- [Exercise prompt] Find every line in the records below that contains "first", and copy it.

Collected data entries
______________________________

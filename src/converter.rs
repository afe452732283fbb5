//! Load → calibrate → serialize.

use crate::{
    calibration::normalize,
    enums::{GeometryPolicy, HeaderStyle},
    nrrd::{self, NrrdDescriptor, NrrdError, WriteOptions},
    volume_loader::{SeriesLoader, VolumeLoaderError},
};

use std::{
    ffi::OsString,
    fs,
    path::{Path, PathBuf},
};
use thiserror::Error;
use tracing::{info, warn};

pub const HEADER_EXTENSION: &str = "nhdr";
pub const RAW_EXTENSION: &str = "raw";

#[derive(Debug, Error)]
pub enum ConvertError {
    #[error("Invalid DICOM folder: {0}")]
    NotADirectory(PathBuf),

    #[error(transparent)]
    Load(#[from] VolumeLoaderError),

    #[error(
        "Decoded grid {decoded:?} does not match reported dimensions {reported:?} (slices, rows, columns)"
    )]
    GeometryMismatch {
        reported: (usize, usize, usize),
        decoded: (usize, usize, usize),
    },

    #[error("Cannot create output folder {path}: {source}")]
    OutputDir {
        path: PathBuf,
        source: std::io::Error,
    },

    #[error(transparent)]
    Write(#[from] NrrdError),
}

/// Header and raw paths derived from one output base.
#[derive(Clone, Debug, PartialEq, Eq)]
pub struct OutputPaths {
    pub header: PathBuf,
    pub raw: PathBuf,
}

impl OutputPaths {
    /// Append `.nhdr` / `.raw` to the full base name; an existing
    /// extension on the base is kept.
    pub fn from_base(base: impl AsRef<Path>) -> Self {
        let with_extension = |extension: &str| {
            let mut path = OsString::from(base.as_ref().as_os_str());
            path.push(".");
            path.push(extension);
            PathBuf::from(path)
        };

        Self {
            header: with_extension(HEADER_EXTENSION),
            raw: with_extension(RAW_EXTENSION),
        }
    }
}

/// Summary of a finished conversion.
#[derive(Clone, Debug)]
pub struct ConversionReport {
    pub series_uid: String,
    pub paths: OutputPaths,
    pub descriptor: NrrdDescriptor,
}

pub struct Converter<L> {
    loader: L,
    geometry: GeometryPolicy,
    write_options: WriteOptions,
}

impl<L: SeriesLoader> Converter<L> {
    pub fn new(loader: L) -> Self {
        Self {
            loader,
            geometry: GeometryPolicy::default(),
            write_options: WriteOptions::default(),
        }
    }

    pub fn with_geometry_policy(mut self, geometry: GeometryPolicy) -> Self {
        self.geometry = geometry;
        self
    }

    pub fn with_header_style(mut self, style: HeaderStyle) -> Self {
        self.write_options.style = style;
        self
    }

    pub fn with_comment(mut self, comment: impl Into<String>) -> Self {
        self.write_options.comment = comment.into();
        self
    }

    /// Convert the first series in `source_dir` to `<output_base>.nhdr` and
    /// `<output_base>.raw`.
    ///
    /// Nothing is written, and no output folder is created, unless loading
    /// and geometry validation succeed.
    pub fn convert(
        &self,
        source_dir: impl AsRef<Path>,
        output_base: impl AsRef<Path>,
    ) -> Result<ConversionReport, ConvertError> {
        let source_dir = source_dir.as_ref();
        if !source_dir.is_dir() {
            return Err(ConvertError::NotADirectory(source_dir.to_path_buf()));
        }

        info!("Loading series from {}", source_dir.display());
        let series = self.loader.load(source_dir)?;
        self.check_geometry(series.reported_dim, series.volume.dim())?;

        info!("Applying calibration");
        let calibrated = normalize(&series.volume, &series.metadata);

        let paths = OutputPaths::from_base(&output_base);
        Self::create_output_dir(output_base.as_ref())?;
        info!("Writing NRRD");
        let descriptor =
            nrrd::serialize_with(&calibrated, &paths.header, &paths.raw, &self.write_options)?;

        Ok(ConversionReport {
            series_uid: series.series_uid,
            paths,
            descriptor,
        })
    }

    /// Create the parent folder of the output base, if it has one.
    fn create_output_dir(output_base: &Path) -> Result<(), ConvertError> {
        let Some(out_dir) = output_base
            .parent()
            .filter(|dir| !dir.as_os_str().is_empty() && !dir.exists())
        else {
            return Ok(());
        };
        fs::create_dir_all(out_dir).map_err(|source| ConvertError::OutputDir {
            path: out_dir.to_path_buf(),
            source,
        })
    }

    fn check_geometry(
        &self,
        reported: (usize, usize, usize),
        decoded: (usize, usize, usize),
    ) -> Result<(), ConvertError> {
        if reported == decoded {
            return Ok(());
        }
        match self.geometry {
            GeometryPolicy::Strict => Err(ConvertError::GeometryMismatch { reported, decoded }),
            GeometryPolicy::Permissive => {
                warn!(
                    "Decoded grid {decoded:?} does not match reported dimensions {reported:?}, continuing"
                );
                Ok(())
            }
        }
    }
}
//! NRRD detached-header (`.nhdr`) + raw payload (`.raw`) serialization.
//!
//! Axis convention: header `sizes` lists `nx ny nz` (fastest axis first)
//! and the payload is laid out with x varying fastest, then y, then z.
//! The in-memory volume is `(z, y, x)`, so the writer views it with
//! reversed axes and reads that view in column-major order. The reader
//! undoes the same mapping.

use crate::enums::HeaderStyle;
use crate::spatial::Space;
use crate::volume::CalibratedVolume;

use ndarray::{Array3, Order, ShapeBuilder};
use std::{
    fmt::Write as _,
    fs::{self, File},
    io::{BufWriter, Write},
    path::{Path, PathBuf},
};
use thiserror::Error;
use tracing::{debug, info};

pub const NRRD_MAGIC: &str = "NRRD0004";
pub const DEFAULT_COMMENT: &str = "calibrated intensity volume (HU), signed 16-bit";

const BYTES_PER_SAMPLE: u64 = std::mem::size_of::<i16>() as u64;
const SHORT_TYPE_NAMES: &[&str] = &[
    "short",
    "short int",
    "signed short",
    "signed short int",
    "int16",
    "int16_t",
];

#[derive(Debug, Error)]
pub enum NrrdError {
    #[error("IO error: {0}")]
    Io(#[from] std::io::Error),

    #[error("Raw payload {path} holds {actual} bytes, sizes declare {expected}")]
    PayloadSize {
        path: PathBuf,
        expected: u64,
        actual: u64,
    },

    #[error("Not a NRRD header")]
    BadMagic,

    #[error("Invalid header field {field}: {value:?}")]
    InvalidField { field: &'static str, value: String },

    #[error("Missing header field: {0}")]
    MissingField(&'static str),

    #[error("Unsupported {field}: {value}")]
    Unsupported { field: &'static str, value: String },

    #[error("Raw path {0} has no file name")]
    NoFileName(PathBuf),

    #[error("Cannot reshape payload: {0}")]
    Shape(#[from] ndarray::ShapeError),
}

/// Physical-space part of a header.
#[derive(Clone, Debug, PartialEq)]
pub struct SpaceBlock {
    pub space: Space,
    /// Scaled direction of the x, y and z axes, in that order.
    pub directions: [[f64; 3]; 3],
    pub origin: [f64; 3],
}

/// Everything the header needs to describe the payload.
#[derive(Clone, Debug, PartialEq)]
pub struct NrrdDescriptor {
    /// `nx, ny, nz`, in the order the bytes are laid out.
    pub sizes: [usize; 3],
    pub space: Option<SpaceBlock>,
}

impl NrrdDescriptor {
    pub fn from_volume(volume: &CalibratedVolume, style: HeaderStyle) -> Self {
        let (depth, height, width) = volume.dim();
        let space = match style {
            HeaderStyle::Oriented => Some(SpaceBlock {
                space: volume.frame.space,
                directions: volume.frame.scaled_directions(),
                origin: volume.frame.origin,
            }),
            HeaderStyle::IndexOnly => None,
        };

        Self {
            sizes: [width, height, depth],
            space,
        }
    }

    pub fn voxel_count(&self) -> u64 {
        self.sizes.iter().map(|&size| size as u64).product()
    }

    pub fn payload_len(&self) -> u64 {
        self.voxel_count() * BYTES_PER_SAMPLE
    }

    /// Render the header text. Every line, including the last, ends with
    /// a newline.
    pub fn render_header(&self, comment: &str, data_file: &str) -> String {
        let [nx, ny, nz] = self.sizes;
        let mut header = String::new();

        // Writing into a String cannot fail.
        let _ = writeln!(header, "{NRRD_MAGIC}");
        for line in comment.lines() {
            let _ = writeln!(header, "# {line}");
        }
        let _ = writeln!(header, "type: short");
        let _ = writeln!(header, "dimension: 3");
        let _ = writeln!(header, "sizes: {nx} {ny} {nz}");
        let _ = writeln!(header, "encoding: raw");
        let _ = writeln!(header, "endian: little");
        if let Some(block) = &self.space {
            let directions: Vec<String> = block.directions.iter().map(format_vector).collect();
            let _ = writeln!(header, "space: {}", block.space.nrrd_name());
            let _ = writeln!(header, "space directions: {}", directions.join(" "));
            let _ = writeln!(header, "kinds: domain domain domain");
            let _ = writeln!(header, "space origin: {}", format_vector(&block.origin));
        }
        let _ = writeln!(header, "data file: {data_file}");

        header
    }
}

/// Options for [`serialize_with`].
#[derive(Clone, Debug)]
pub struct WriteOptions {
    pub style: HeaderStyle,
    pub comment: String,
}

impl Default for WriteOptions {
    fn default() -> Self {
        Self {
            style: HeaderStyle::default(),
            comment: DEFAULT_COMMENT.to_string(),
        }
    }
}

/// Write `volume` as an oriented header/raw pair.
pub fn serialize(
    volume: &CalibratedVolume,
    header_path: impl AsRef<Path>,
    raw_path: impl AsRef<Path>,
) -> Result<NrrdDescriptor, NrrdError> {
    serialize_with(volume, header_path, raw_path, &WriteOptions::default())
}

/// Write the raw payload, check its length against the declared sizes,
/// then write the header that references it.
pub fn serialize_with(
    volume: &CalibratedVolume,
    header_path: impl AsRef<Path>,
    raw_path: impl AsRef<Path>,
    options: &WriteOptions,
) -> Result<NrrdDescriptor, NrrdError> {
    let header_path = header_path.as_ref();
    let raw_path = raw_path.as_ref();
    let data_file = raw_path
        .file_name()
        .and_then(|name| name.to_str())
        .ok_or_else(|| NrrdError::NoFileName(raw_path.to_path_buf()))?;

    let descriptor = NrrdDescriptor::from_volume(volume, options.style);

    write_payload(volume, raw_path)?;
    let actual = fs::metadata(raw_path)?.len();
    let expected = descriptor.payload_len();
    if actual != expected {
        return Err(NrrdError::PayloadSize {
            path: raw_path.to_path_buf(),
            expected,
            actual,
        });
    }
    debug!("Wrote {actual} bytes to {}", raw_path.display());

    let header = descriptor.render_header(&options.comment, data_file);
    let mut writer = BufWriter::new(File::create(header_path)?);
    writer.write_all(header.as_bytes())?;
    writer.flush()?;

    let [nx, ny, nz] = descriptor.sizes;
    info!(
        "Wrote NRRD {} (sizes {nx} {ny} {nz})",
        header_path.display()
    );
    Ok(descriptor)
}

fn write_payload(volume: &CalibratedVolume, raw_path: &Path) -> Result<(), NrrdError> {
    // (z, y, x) -> (x, y, z); column-major over that view is x-fastest.
    let xyz = volume.data.view().reversed_axes();
    let flat = xyz.to_shape((xyz.len(), Order::ColumnMajor))?;
    let little_endian: Vec<i16> = flat.iter().map(|value| value.to_le()).collect();

    let mut writer = BufWriter::new(File::create(raw_path)?);
    writer.write_all(bytemuck::cast_slice(&little_endian))?;
    writer.flush()?;
    Ok(())
}

fn format_vector(vector: &[f64; 3]) -> String {
    // `+ 0.0` turns -0 into 0.
    let [x, y, z] = vector.map(|component| component + 0.0);
    format!("({x},{y},{z})")
}

/// Fields of a parsed NRRD header.
#[derive(Clone, Debug, Default, PartialEq)]
pub struct NrrdHeader {
    pub magic: String,
    pub comments: Vec<String>,
    pub type_name: String,
    pub dimension: usize,
    pub sizes: Vec<usize>,
    pub encoding: String,
    pub endian: Option<String>,
    pub space: Option<Space>,
    pub space_directions: Option<[[f64; 3]; 3]>,
    pub space_origin: Option<[f64; 3]>,
    pub data_file: String,
}

impl NrrdHeader {
    pub fn parse(text: &str) -> Result<Self, NrrdError> {
        let mut lines = text.lines();
        let magic = lines.next().map(str::trim).unwrap_or_default();
        if !magic.starts_with("NRRD") {
            return Err(NrrdError::BadMagic);
        }

        let mut header = NrrdHeader {
            magic: magic.to_string(),
            ..Default::default()
        };
        let mut dimension = None;
        let mut data_file = None;

        for line in lines {
            if let Some(comment) = line.strip_prefix('#') {
                header.comments.push(comment.trim().to_string());
                continue;
            }
            // Key/value pairs (`key:=value`) are not fields.
            let Some((key, value)) = line.split_once(':') else {
                continue;
            };
            if value.starts_with('=') {
                continue;
            }
            let value = value.trim();

            match key.trim() {
                "type" => header.type_name = value.to_string(),
                "dimension" => {
                    dimension = Some(value.parse::<usize>().map_err(|_| NrrdError::InvalidField {
                        field: "dimension",
                        value: value.to_string(),
                    })?)
                }
                "sizes" => {
                    header.sizes = value
                        .split_whitespace()
                        .map(str::parse::<usize>)
                        .collect::<Result<_, _>>()
                        .map_err(|_| NrrdError::InvalidField {
                            field: "sizes",
                            value: value.to_string(),
                        })?
                }
                "encoding" => header.encoding = value.to_string(),
                "endian" => header.endian = Some(value.to_string()),
                "space" => {
                    header.space =
                        Some(Space::from_nrrd_name(value).ok_or_else(|| {
                            NrrdError::Unsupported {
                                field: "space",
                                value: value.to_string(),
                            }
                        })?)
                }
                "space directions" => {
                    let vectors = parse_vectors(value, "space directions")?;
                    header.space_directions = Some(vectors.try_into().map_err(|_| {
                        NrrdError::InvalidField {
                            field: "space directions",
                            value: value.to_string(),
                        }
                    })?);
                }
                "space origin" => {
                    let vectors = parse_vectors(value, "space origin")?;
                    match vectors.as_slice() {
                        [origin] => header.space_origin = Some(*origin),
                        _ => {
                            return Err(NrrdError::InvalidField {
                                field: "space origin",
                                value: value.to_string(),
                            });
                        }
                    }
                }
                "data file" | "datafile" => data_file = Some(value.to_string()),
                _ => {}
            }
        }

        header.dimension = dimension.ok_or(NrrdError::MissingField("dimension"))?;
        header.data_file = data_file.ok_or(NrrdError::MissingField("data file"))?;
        if header.type_name.is_empty() {
            return Err(NrrdError::MissingField("type"));
        }
        if header.encoding.is_empty() {
            return Err(NrrdError::MissingField("encoding"));
        }
        if header.sizes.len() != header.dimension {
            return Err(NrrdError::InvalidField {
                field: "sizes",
                value: format!("{:?} for dimension {}", header.sizes, header.dimension),
            });
        }

        Ok(header)
    }

    /// Expected payload length in bytes for a 16-bit volume.
    pub fn payload_len(&self) -> u64 {
        self.sizes.iter().map(|&size| size as u64).product::<u64>() * BYTES_PER_SAMPLE
    }
}

/// Parse `(a,b,c) (d,e,f) ...`. `none` entries are rejected.
fn parse_vectors(value: &str, field: &'static str) -> Result<Vec<[f64; 3]>, NrrdError> {
    let invalid = || NrrdError::InvalidField {
        field,
        value: value.to_string(),
    };

    let mut vectors = Vec::new();
    let mut rest = value.trim();
    while !rest.is_empty() {
        let open = rest.strip_prefix('(').ok_or_else(invalid)?;
        let (inner, tail) = open.split_once(')').ok_or_else(invalid)?;
        let components: Vec<f64> = inner
            .split(',')
            .map(|component| component.trim().parse::<f64>())
            .collect::<Result<_, _>>()
            .map_err(|_| invalid())?;
        vectors.push(components.try_into().map_err(|_| invalid())?);
        rest = tail.trim_start();
    }
    Ok(vectors)
}

/// Read a 3-D signed 16-bit raw volume back into `(z, y, x)` order.
///
/// The data file is resolved relative to the header's directory.
pub fn read_volume(header_path: impl AsRef<Path>) -> Result<(NrrdHeader, Array3<i16>), NrrdError> {
    let header_path = header_path.as_ref();
    let header = NrrdHeader::parse(&fs::read_to_string(header_path)?)?;

    if !SHORT_TYPE_NAMES.contains(&header.type_name.as_str()) {
        return Err(NrrdError::Unsupported {
            field: "type",
            value: header.type_name.clone(),
        });
    }
    if header.encoding != "raw" {
        return Err(NrrdError::Unsupported {
            field: "encoding",
            value: header.encoding.clone(),
        });
    }
    match header.endian.as_deref() {
        Some("little") => {}
        other => {
            return Err(NrrdError::Unsupported {
                field: "endian",
                value: other.unwrap_or("<missing>").to_string(),
            });
        }
    }
    let [nx, ny, nz] = <[usize; 3]>::try_from(header.sizes.as_slice()).map_err(|_| {
        NrrdError::Unsupported {
            field: "dimension",
            value: header.dimension.to_string(),
        }
    })?;

    let raw_path = header_path
        .parent()
        .unwrap_or_else(|| Path::new(""))
        .join(&header.data_file);
    let bytes = fs::read(&raw_path)?;
    let expected = header.payload_len();
    if bytes.len() as u64 != expected {
        return Err(NrrdError::PayloadSize {
            path: raw_path,
            expected,
            actual: bytes.len() as u64,
        });
    }

    let samples: Vec<i16> = bytes
        .chunks_exact(2)
        .map(|pair| i16::from_le_bytes([pair[0], pair[1]]))
        .collect();
    let xyz = Array3::from_shape_vec((nx, ny, nz).f(), samples)?;
    let zyx = xyz.reversed_axes().as_standard_layout().into_owned();

    Ok((header, zyx))
}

______________________________

- [Output of the task]
    /// Convert the first series in `source_dir` to `<output_base>.nhdr` and
//! Axis convention: header `sizes` lists `nx ny nz` (fastest axis first)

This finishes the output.